EXERCISE AIM:
Count the lines of the records below that hold the word "JsonFileSessionStore", and give only the number.

[[ EXTRACTED ENTRIES, beginning ]]

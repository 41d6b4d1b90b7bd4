//! Provider identification.

/// Generation providers the factory can build.
#[derive(Debug, Clone, Copy, PartialEq, Eq)]
pub enum ProviderType {
    Ollama,
    Groq,
    OpenAI,
}

impl ProviderType {
    /// Parse provider type from string.
    pub fn parse(s: &str) -> Option<Self> {
        match s.to_lowercase().as_str() {
            "ollama" => Some(Self::Ollama),
            "groq" => Some(Self::Groq),
            "openai" => Some(Self::OpenAI),
            _ => None,
        }
    }

    /// Get the canonical provider name.
    pub fn as_str(&self) -> &'static str {
        match self {
            Self::Ollama => "ollama",
            Self::Groq => "groq",
            Self::OpenAI => "openai",
        }
    }

    /// Whether the provider needs an API key.
    pub fn requires_api_key(&self) -> bool {
        !matches!(self, Self::Ollama)
    }
}
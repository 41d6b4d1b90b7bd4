//! Story session history.
//!
//! Sessions are kept behind a small key-value interface so the backing store
//! can change without touching generation or retrieval.

use chrono::{DateTime, Utc};
use serde::{Deserialize, Serialize};
use std::collections::BTreeMap;
use std::fs;
use std::path::{Path, PathBuf};
use std::sync::Mutex;
use storyloom_core::config::STATE_DIR;
use storyloom_core::{AppError, AppResult};

/// One generated story and what produced it.
#[derive(Debug, Clone, PartialEq, Serialize, Deserialize)]
pub struct StorySession {
    pub user: String,
    pub prompt: String,
    pub category: Option<String>,
    pub story: String,
    pub timestamp: DateTime<Utc>,
}

impl StorySession {
    pub fn new(
        user: impl Into<String>,
        prompt: impl Into<String>,
        category: Option<String>,
        story: impl Into<String>,
    ) -> Self {
        Self {
            user: user.into(),
            prompt: prompt.into(),
            category,
            story: story.into(),
            timestamp: Utc::now(),
        }
    }
}

/// Key-value store of sessions by id.
pub trait SessionStore: Send + Sync {
    fn put(&self, id: &str, session: &StorySession) -> AppResult<()>;

    fn get(&self, id: &str) -> AppResult<Option<StorySession>>;

    /// All sessions, oldest first.
    fn list(&self) -> AppResult<Vec<(String, StorySession)>>;

    /// Store `session` under a fresh id and return the id.
    fn record(&self, session: &StorySession) -> AppResult<String> {
        let id = uuid::Uuid::new_v4().to_string();
        self.put(&id, session)?;
        Ok(id)
    }
}

/// Sessions in a single pretty-printed JSON object file.
///
/// No durability guarantees: an unreadable or corrupt file is logged and
/// treated as empty, and is overwritten on the next write.
#[derive(Debug)]
pub struct JsonFileSessionStore {
    path: PathBuf,
    lock: Mutex<()>,
}

impl JsonFileSessionStore {
    pub fn new(path: impl Into<PathBuf>) -> Self {
        Self {
            path: path.into(),
            lock: Mutex::new(()),
        }
    }

    /// The store at `.storyloom/sessions.json`.
    pub fn for_workspace(workspace: &Path) -> Self {
        Self::new(workspace.join(STATE_DIR).join("sessions.json"))
    }

    pub fn path(&self) -> &Path {
        &self.path
    }

    fn read_all(&self) -> BTreeMap<String, StorySession> {
        let content = match fs::read_to_string(&self.path) {
            Ok(content) => content,
            Err(e) if e.kind() == std::io::ErrorKind::NotFound => return BTreeMap::new(),
            Err(e) => {
                tracing::error!("Error loading sessions from {:?}: {}", self.path, e);
                return BTreeMap::new();
            }
        };

        if content.trim().is_empty() {
            return BTreeMap::new();
        }

        serde_json::from_str(&content).unwrap_or_else(|e| {
            tracing::error!("Invalid sessions file {:?}, starting fresh: {}", self.path, e);
            BTreeMap::new()
        })
    }

    fn write_all(&self, sessions: &BTreeMap<String, StorySession>) -> AppResult<()> {
        if let Some(parent) = self.path.parent() {
            fs::create_dir_all(parent).map_err(|e| {
                AppError::Storage(format!("Failed to create {:?}: {}", parent, e))
            })?;
        }

        let json = serde_json::to_string_pretty(sessions)?;
        fs::write(&self.path, json).map_err(|e| {
            AppError::Storage(format!("Failed to write sessions to {:?}: {}", self.path, e))
        })
    }

    fn guard(&self) -> AppResult<std::sync::MutexGuard<'_, ()>> {
        self.lock
            .lock()
            .map_err(|_| AppError::Storage("Session store lock poisoned".to_string()))
    }
}

impl SessionStore for JsonFileSessionStore {
    fn put(&self, id: &str, session: &StorySession) -> AppResult<()> {
        let _guard = self.guard()?;
        let mut sessions = self.read_all();
        sessions.insert(id.to_string(), session.clone());
        self.write_all(&sessions)?;
        tracing::debug!("Recorded session {} ({} total)", id, sessions.len());
        Ok(())
    }

    fn get(&self, id: &str) -> AppResult<Option<StorySession>> {
        let _guard = self.guard()?;
        Ok(self.read_all().remove(id))
    }

    fn list(&self) -> AppResult<Vec<(String, StorySession)>> {
        let _guard = self.guard()?;
        let mut sessions: Vec<_> = self.read_all().into_iter().collect();
        sessions.sort_by(|a, b| a.1.timestamp.cmp(&b.1.timestamp).then(a.0.cmp(&b.0)));
        Ok(sessions)
    }
}
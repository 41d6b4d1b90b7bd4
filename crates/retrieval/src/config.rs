//! Retrieval configuration management.

use crate::chunker::DEFAULT_CHUNK_SIZE;
use crate::embeddings::EmbeddingConfig;
use serde::{Deserialize, Serialize};
use std::fs;
use std::path::{Path, PathBuf};
use storyloom_core::config::STATE_DIR;
use storyloom_core::{AppError, AppResult};

/// Settings for corpus ingestion and retrieval.
#[derive(Debug, Clone, Serialize, Deserialize, PartialEq)]
pub struct RetrievalConfig {
    /// Corpus root, relative to the workspace unless absolute
    #[serde(default = "default_corpus_dir")]
    pub corpus_dir: PathBuf,

    /// Chunk length in words
    #[serde(default = "default_chunk_size")]
    pub chunk_size: usize,

    /// Default number of chunks returned per query
    #[serde(default = "default_top_k")]
    pub top_k: usize,

    #[serde(default)]
    pub embedding: EmbeddingConfig,
}

fn default_corpus_dir() -> PathBuf {
    PathBuf::from("books")
}

fn default_chunk_size() -> usize {
    DEFAULT_CHUNK_SIZE
}

fn default_top_k() -> usize {
    5
}

impl Default for RetrievalConfig {
    fn default() -> Self {
        Self {
            corpus_dir: default_corpus_dir(),
            chunk_size: default_chunk_size(),
            top_k: default_top_k(),
            embedding: EmbeddingConfig::default(),
        }
    }
}

impl RetrievalConfig {
    /// Absolute corpus root for `workspace`.
    pub fn corpus_root(&self, workspace: &Path) -> PathBuf {
        if self.corpus_dir.is_absolute() {
            self.corpus_dir.clone()
        } else {
            workspace.join(&self.corpus_dir)
        }
    }
}

/// Load retrieval configuration, or defaults when no file exists.
pub fn load_config(workspace: &Path) -> AppResult<RetrievalConfig> {
    let config_path = get_config_path(workspace);

    if !config_path.exists() {
        tracing::debug!("No retrieval config at {:?}, using defaults", config_path);
        return Ok(RetrievalConfig::default());
    }

    let content = fs::read_to_string(&config_path).map_err(|e| {
        AppError::Config(format!("Failed to read config at {:?}: {}", config_path, e))
    })?;

    let config: RetrievalConfig = serde_yaml::from_str(&content).map_err(|e| {
        AppError::Config(format!("Failed to parse config at {:?}: {}", config_path, e))
    })?;
    config.embedding.validate()?;

    tracing::debug!("Loaded retrieval config from {:?}", config_path);
    Ok(config)
}

/// Save retrieval configuration.
pub fn save_config(workspace: &Path, config: &RetrievalConfig) -> AppResult<()> {
    let config_path = get_config_path(workspace);

    if let Some(parent) = config_path.parent() {
        fs::create_dir_all(parent).map_err(|e| {
            AppError::Config(format!("Failed to create config directory: {}", e))
        })?;
    }

    let yaml = serde_yaml::to_string(config)?;
    fs::write(&config_path, yaml).map_err(|e| {
        AppError::Config(format!("Failed to write config to {:?}: {}", config_path, e))
    })?;

    tracing::debug!("Saved retrieval config to {:?}", config_path);
    Ok(())
}

/// Get the path to the retrieval config file.
pub fn get_config_path(workspace: &Path) -> PathBuf {
    workspace.join(STATE_DIR).join("retrieval.yaml")
}

/// Get the path to the corpus snapshot.
pub fn get_snapshot_path(workspace: &Path) -> PathBuf {
    workspace.join(STATE_DIR).join("snapshot.bin")
}
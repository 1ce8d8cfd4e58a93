//! Places setup - run one cycle of the places setup flow
//!
//! Reads a JSON object of field values from stdin. Empty input asks for the
//! first display of the form. The outcome is printed as JSON on stdout; a
//! created entry is also written to the entry store.

use anyhow::{Context, Result};
use places_setup::config::{SetupConfig, ENTRIES_PATH_ENV};
use places_setup::store::{EntryStore, JsonEntryStore, StoredEntry};
use places_setup::{ConfigFlow, FlowOutcome, FormView, SubmittedValues};
use serde::Serialize;
use std::io;
use tokio::io::AsyncReadExt;
use tracing_subscriber::{layer::SubscriberExt, util::SubscriberInitExt};

/// What the binary prints, tagged like [`FlowOutcome`]
#[derive(Debug, Serialize)]
#[serde(tag = "type", rename_all = "snake_case")]
enum HostOutput<'a> {
    ShowForm(&'a FormView),
    CreateEntry(&'a StoredEntry),
}

#[tokio::main]
async fn main() -> Result<()> {
    let config = SetupConfig::load().unwrap_or_else(|e| {
        eprintln!("Ignoring unreadable config: {e}");
        SetupConfig::default()
    });

    // Initialize logging
    tracing_subscriber::registry()
        .with(
            tracing_subscriber::EnvFilter::try_from_default_env()
                .unwrap_or_else(|_| config.log_filter().into()),
        )
        .with(tracing_subscriber::fmt::layer().with_writer(io::stderr))
        .init();

    if let Err(err) = run(&config).await {
        tracing::error!("Setup failed: {err:?}");
        eprintln!("Error: {err:?}");
        std::process::exit(1);
    }

    Ok(())
}

async fn run(config: &SetupConfig) -> Result<()> {
    let mut raw = String::new();
    tokio::io::stdin()
        .read_to_string(&mut raw)
        .await
        .context("Failed to read submission from stdin")?;

    let values = if raw.trim().is_empty() {
        None
    } else {
        let values: SubmittedValues =
            serde_json::from_str(&raw).context("Submission must be a JSON object")?;
        Some(values)
    };

    let mut flow = ConfigFlow::places()?;
    let outcome = flow.submit(values).await?;

    match &outcome {
        FlowOutcome::ShowForm(view) => {
            println!("{}", serde_json::to_string_pretty(&HostOutput::ShowForm(view))?);
        }
        FlowOutcome::CreateEntry(entry) => {
            let path = config
                .resolve_entries_path(std::env::var(ENTRIES_PATH_ENV).ok())
                .context("No location available to store entries")?;
            let stored = JsonEntryStore::new(path).create(entry.clone()).await?;
            println!(
                "{}",
                serde_json::to_string_pretty(&HostOutput::CreateEntry(&stored))?
            );
        }
    }

    Ok(())
}
//! Submission validators
//!
//! The flow calls a [`Validator`] once per submission that passed the field
//! schema. Implementations may suspend on a reachability or credential check.

mod places;
mod traits;

pub use places::PlacesValidator;
pub use traits::Validator;

#[cfg(test)]
pub use traits::MockValidator;

use crate::error::ErrorKind;
use crate::schema::NormalizedValues;
use serde::Serialize;

/// Outcome of the semantic check
#[derive(Debug, Clone, PartialEq, Serialize)]
#[serde(tag = "result", rename_all = "snake_case")]
pub enum ValidationResult {
    Success {
        record: NormalizedValues,
        title: String,
    },
    Failure {
        kind: ErrorKind,
        field: Option<String>,
    },
}

impl ValidationResult {
    /// Target is unreachable, optionally blaming one field
    pub fn cannot_connect(field: Option<&str>) -> Self {
        Self::Failure {
            kind: ErrorKind::CannotConnect,
            field: field.map(str::to_string),
        }
    }

    /// Identifier held by `field` is malformed or unusable
    pub fn invalid_host(field: &str) -> Self {
        Self::Failure {
            kind: ErrorKind::InvalidHost,
            field: Some(field.to_string()),
        }
    }

    pub fn is_success(&self) -> bool {
        matches!(self, Self::Success { .. })
    }
}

[[ EXTRACTED ENTRIES, end ]]

EXERCISE RESULT:
3